The Patient is the Most Important Member of the Care Team

Image

We must focus on diligence and safety, and balance that with maintaining as much normalcy as possible.

Bruce Hamory, MD, Deirdre Baggot, and Minoo Javanmardian, PhD

5 min read

Editor’s Note: The following article is part of an ongoing series offering our strategic advice and expertise on what hospitals, healthcare workers, providers, and caregivers should do immediately in response to the rapidly evolving novel coronavirus (COVID-19) pandemic. What follows are strategies and tactics that we hope will help hospitals and health systems prepare for and contend with the coronavirus pandemic. 

C-suite executives and boards are searching for tactics that will best serve their communities and caregivers during the COVID-19 pandemic. 

The most important member of the care team at this time is arguably the engaged patient, someone who must remain activated along every step of the journey. The greater industry focus must be first on identifying and engaging those populations most at-risk of getting COVID-19. Then, it must be on how your technology can help patients monitor their symptoms and understand their care options and resources. 

Here are some thoughts and observed best practices systems should deploy now:

1. Hot-Spotting: Identity Known High-Risk or At-Risk Patients

Unlike prior pandemics, this time around, we really do have better tools. And tools that offer mostly ubiquitous access to health information via electronic health records, the internet of things, wearables, and smartphones. It’s critical providers leverage clinical information systems to identify, stratify, and then engage as many of their at-risk patients as possible. This should include patients dealing with things like heart disease, diabetes, asthma, chronic obstructive pulmonary disease (COPD), and other respiratory factors. This list should be actively managed – until further notice.

"Public health, payers, and providers must lock arms against COVID-19, and work quickly toward information sharing, delivering consistent messaging, and sharing real-time solutions.”

2. SWAT Care Managers: Deploy Care Management Resources

Centralized resources – ideally Registered Nurse (RN) care managers – are needed to focus on those highly at-risk individuals. As resources allow, providers should call, email, and text these members to provide them (and, ideally, their caregivers, too) with resources they can use as this pandemic continues.

3. Virtual Support: Deploy Patient Tools and Services

As for patient resources, providers must connect all patients to tools and services that will help them better navigate the next few weeks and months. These include:

  • Care manager and/or nursing hotlines and texting functions that can answer patients’ questions and convey them with necessary information in light of new developments. (What if I don’t feel well? Who should I call? When should I go in to see a doctor?)
  • App-enabled technology that can be leveraged within your existing organizational operations to communicate and update patients in live-time. (Do I have coronavirus? Where is the nearest testing center? Is my area still low-risk?)
  • Support resources and online pathways for ongoing care, including visit scheduling, testing, and pharmacy refills. (How do I refill my prescriptions? I have a visit scheduled for two weeks from now – is it still ok to go?)
  • Telehealth and remote monitoring tools that care teams and family members can use as they become available, as appropriate. (How can I see my doctor from my house? If I don’t see my doctor, can I maybe see the RN or someone else instead?)

4. Coordination: Provider/Payer Partnerships

As appropriate, coordinate with these patients’ payers to ensure access to needed prescriptions, available nurse hotlines, and telehealth solutions. Many payers have already put in place complementary programs and outreach.
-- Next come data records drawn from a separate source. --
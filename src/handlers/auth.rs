// src/handlers/auth.rs

use axum::{
    Form, Json,
    extract::State,
    response::{IntoResponse, Redirect, Response},
};
use axum_extra::extract::cookie::{Cookie, CookieJar, SameSite};
use serde::Deserialize;
use serde_json::json;

use crate::{
    common::{
        db_utils::get_connection,
        flash::{Flash, set_flash, take_flash},
    },
    config::AppState,
    middleware::auth::SESSION_COOKIE,
};

#[derive(Debug, Deserialize)]
pub struct RegisterPayload {
    pub username: String,
    pub password: String,
    pub email: String,
}

#[derive(Debug, Deserialize)]
pub struct LoginPayload {
    pub username: String,
    pub password: String,
}

// GET /register — contexto da página de registro
pub async fn register_page(jar: CookieJar) -> impl IntoResponse {
    let (flash, jar) = take_flash(jar);
    (jar, Json(json!({ "flash": flash })))
}

// POST /register
pub async fn register(
    State(app_state): State<AppState>,
    jar: CookieJar,
    Form(payload): Form<RegisterPayload>,
) -> Response {
    let mut conn = match get_connection(&app_state).await {
        Ok(conn) => conn,
        Err(e) => {
            tracing::error!("Sem conexão com o banco de dados: {}", e);
            let flash = Flash::danger("Erro ao conectar ao banco de dados.");
            return (jar, Json(json!({ "flash": flash }))).into_response();
        }
    };

    match app_state
        .auth_service
        .register_user(&mut conn, &payload.username, &payload.password, &payload.email)
        .await
    {
        Ok(()) => {
            let jar = set_flash(jar, &Flash::success("Usuário registrado com sucesso."));
            (jar, Redirect::to("/login")).into_response()
        }
        Err(e) => {
            // Username duplicado cai aqui também; a página re-renderiza
            // com o aviso, sem redirect.
            tracing::warn!("Falha ao registrar usuário: {}", e);
            let flash = Flash::danger(format!("Erro ao registrar usuário: {}", e));
            (jar, Json(json!({ "flash": flash }))).into_response()
        }
    }
}

// GET /login — contexto da página de login
pub async fn login_page(jar: CookieJar) -> impl IntoResponse {
    let (flash, jar) = take_flash(jar);
    (jar, Json(json!({ "flash": flash })))
}

// POST /login
pub async fn login(
    State(app_state): State<AppState>,
    jar: CookieJar,
    Form(payload): Form<LoginPayload>,
) -> Response {
    let mut conn = match get_connection(&app_state).await {
        Ok(conn) => conn,
        Err(e) => {
            tracing::error!("Sem conexão com o banco de dados: {}", e);
            let flash = Flash::danger("Erro ao conectar ao banco de dados.");
            return (jar, Json(json!({ "flash": flash }))).into_response();
        }
    };

    match app_state
        .auth_service
        .login_user(&mut conn, &payload.username, &payload.password)
        .await
    {
        Ok(token) => {
            // anônimo -> autenticado: só acontece aqui.
            let session_cookie = Cookie::build((SESSION_COOKIE, token))
                .path("/")
                .http_only(true)
                .same_site(SameSite::Lax)
                .build();
            let jar = jar.add(session_cookie);
            let jar = set_flash(jar, &Flash::success("Login efetuado com sucesso!"));
            (jar, Redirect::to("/")).into_response()
        }
        Err(crate::common::error::AppError::InvalidCredentials) => {
            let flash = Flash::danger("Usuário ou senha incorretos.");
            (jar, Json(json!({ "flash": flash }))).into_response()
        }
        Err(e) => {
            tracing::error!("Erro no login: {}", e);
            let flash = Flash::danger("Ocorreu um erro inesperado. Tente novamente.");
            (jar, Json(json!({ "flash": flash }))).into_response()
        }
    }
}

// GET /logout (protegida)
pub async fn logout(jar: CookieJar) -> impl IntoResponse {
    let removal = Cookie::build((SESSION_COOKIE, "")).path("/").build();
    let jar = jar.remove(removal);
    let jar = set_flash(jar, &Flash::success("Sessão encerrada com sucesso."));
    (jar, Redirect::to("/login"))
}
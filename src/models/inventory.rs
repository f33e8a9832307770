// src/models/inventory.rs

use chrono::{DateTime, Utc};
use serde::Serialize;
use sqlx::FromRow;

// Linha do inventário já com o JOIN em 'productos': cada registro carrega
// o nome do produto referenciado (producto_nombre).
#[derive(Debug, Clone, Serialize, FromRow)]
pub struct InventarioItem {
    pub id: i64,
    pub producto_id: i64,
    pub cantidad: i32,
    pub estado: Option<String>,
    pub fecha_actualizacion: DateTime<Utc>,
    pub producto_nombre: String,
}
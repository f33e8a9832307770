// src/lib.rs

use axum::{
    Router, middleware as axum_middleware,
    routing::get,
};

pub mod common;
pub mod config;
pub mod db;
pub mod handlers;
pub mod middleware;
pub mod models;
pub mod services;

use crate::config::AppState;
use crate::middleware::auth::auth_guard;

// Monta o router completo. Separado do main para os testes de integração
// dirigirem a aplicação com `tower::ServiceExt::oneshot`.
pub fn app(app_state: AppState) -> Router {
    // Rotas públicas: about, registro e login
    let public_routes = Router::new()
        .route("/about", get(handlers::pages::about))
        .route(
            "/register",
            get(handlers::auth::register_page).post(handlers::auth::register),
        )
        .route(
            "/login",
            get(handlers::auth::login_page).post(handlers::auth::login),
        );

    // Rotas protegidas pelo guard de sessão
    let protected_routes = Router::new()
        .route("/", get(handlers::pages::index))
        .route("/logout", get(handlers::auth::logout))
        .route("/productos", get(handlers::products::list_products))
        .route(
            "/add_producto",
            get(handlers::products::new_product_page).post(handlers::products::create_product),
        )
        .route(
            "/edit_producto/{id}",
            get(handlers::products::edit_product_page).post(handlers::products::update_product),
        )
        .route("/delete_producto/{id}", get(handlers::products::delete_product))
        .route("/clientes", get(handlers::clients::list_clients))
        .route(
            "/add_cliente",
            get(handlers::clients::new_client_page).post(handlers::clients::create_client),
        )
        .route(
            "/edit_cliente/{id}",
            get(handlers::clients::edit_client_page).post(handlers::clients::update_client),
        )
        .route("/delete_cliente/{id}", get(handlers::clients::delete_client))
        .route("/inventario", get(handlers::inventory::list_inventory))
        .layer(axum_middleware::from_fn_with_state(
            app_state.clone(),
            auth_guard,
        ));

    Router::new()
        .merge(public_routes)
        .merge(protected_routes)
        .with_state(app_state)
}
Provider and payer programs must mesh tightly in service to both the patients they serve and the broader community where these patients live and work. Duplication in a time of scarcity must be avoided.

5. Community Response

Safety is not a competitive issue. Now more than ever, public health, payers, and providers must lock arms against COVID-19, and work quickly toward information sharing, delivering consistent messaging, and sharing real-time solutions. The stakes are too high to get in our own way.